→ **TASK PROMPT**
If a line below includes the string "instruction", copy it.

→ **GIVEN INFORMATION**
pub async fn main() -> Result<()> {
    let cli = Cli::parse();
    let _tracing = init_cli_tracing(cli.verbose).context("Failed to initialize tracing")?;
    let session_id = uuid::Uuid::new_v4().to_string();
    let _span = spans::session(&session_id, command_name(&cli.command)).entered();

    let config = CliConfigBuilder::from_cli(&cli).context("Failed to build configuration")?;
    let start_time = Instant::now();

    let written = match &cli.command {
        Command::Process {
            inputs, recursive, ..
        } => {
            let files = collect_inputs(inputs, *recursive)?;
            let mut processor = build_processor(&cli, config, true)?;
            process_files(&cli, &mut processor, &files).await?
        }
        Command::Compose {
            inputs,
            edit,
            recursive,
            ..
        } => {
            let files = collect_inputs(inputs, *recursive)?;
            let mut processor = build_processor(&cli, config, false)?;
            compose_files(&cli, &mut processor, &files, &EditParameters::from(*edit))?
        }
        Command::Adjust { input, edit } => {
            let processor = build_processor(&cli, config, false)?;
            let image = ImageIOService::load_image(input)
                .with_context(|| format!("Failed to load {}", input.display()))?;
            let adjusted = processor.adjust(&image, &EditParameters::from(*edit));
            save_image(&cli, &processor, "adjusted", &adjusted, None)?;
            1
        }
        Command::Refine { input, instruction } => {
            let processor = build_processor(&cli, config, true)?;
            let image = ImageIOService::load_image(input)
                .with_context(|| format!("Failed to load {}", input.display()))?;
            let bar = spinner("refine");
            bar.set_message("Refinando peça...");
            let refined = processor.refine(&image, instruction).await;
            bar.finish_and_clear();
            let refined = refined.context("Refinement failed")?;
            save_image(&cli, &processor, "refined", &refined, None)?;
            1
        }
        Command::Design {
            prompt, process, ..
        } => {
            let mut processor = build_processor(&cli, config, true)?;
            let bar = spinner("design");
            bar.set_message("Gerando Ativo Digital...");
            let design = processor.create_from_prompt(prompt).await;
            bar.finish_and_clear();
            let design = design.context("Design generation failed")?;
            let path = save_bytes(&cli, &processor, "design", "png", &design.bytes)?;
            if *process {
                1 + process_capture(&cli, &mut processor, &design, &path).await?
            } else {
                1
            }
        }
        Command::TryOn { person, jewel } => {
            let processor = build_processor(&cli, config, true)?;
            let person = ImageIOService::load_captured(person)
                .with_context(|| format!("Failed to load {}", person.display()))?;
            let jewel = ImageIOService::load_captured(jewel)
                .with_context(|| format!("Failed to load {}", jewel.display()))?;
            let bar = spinner("try-on");
            bar.set_message("Provando a joia...");
            let result = processor.virtual_try_on(&person, &jewel).await;
            bar.finish_and_clear();
            let result = result.context("Try-on failed")?;
            save_image(&cli, &processor, "try-on", &result, None)?;
            1
        }
    };

    info!(
        "Wrote {} file(s) to {} in {:.2}s",
        written,
        cli.output.display(),
        start_time.elapsed().as_secs_f64()
    );
    Ok(())
}

fn command_name(command: &Command) -> &'static str {
    match command {
        Command::Process { .. } => "process",
        Command::Compose { .. } => "compose",
        Command::Adjust { .. } => "adjust",
        Command::Refine { .. } => "refine",
        Command::Design { .. } => "design",
        Command::TryOn { .. } => "try-on",
    }
}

→ **SOLUTION TO THIS TASK**
        Command::Refine { input, instruction } => {
            let refined = processor.refine(&image, instruction).await;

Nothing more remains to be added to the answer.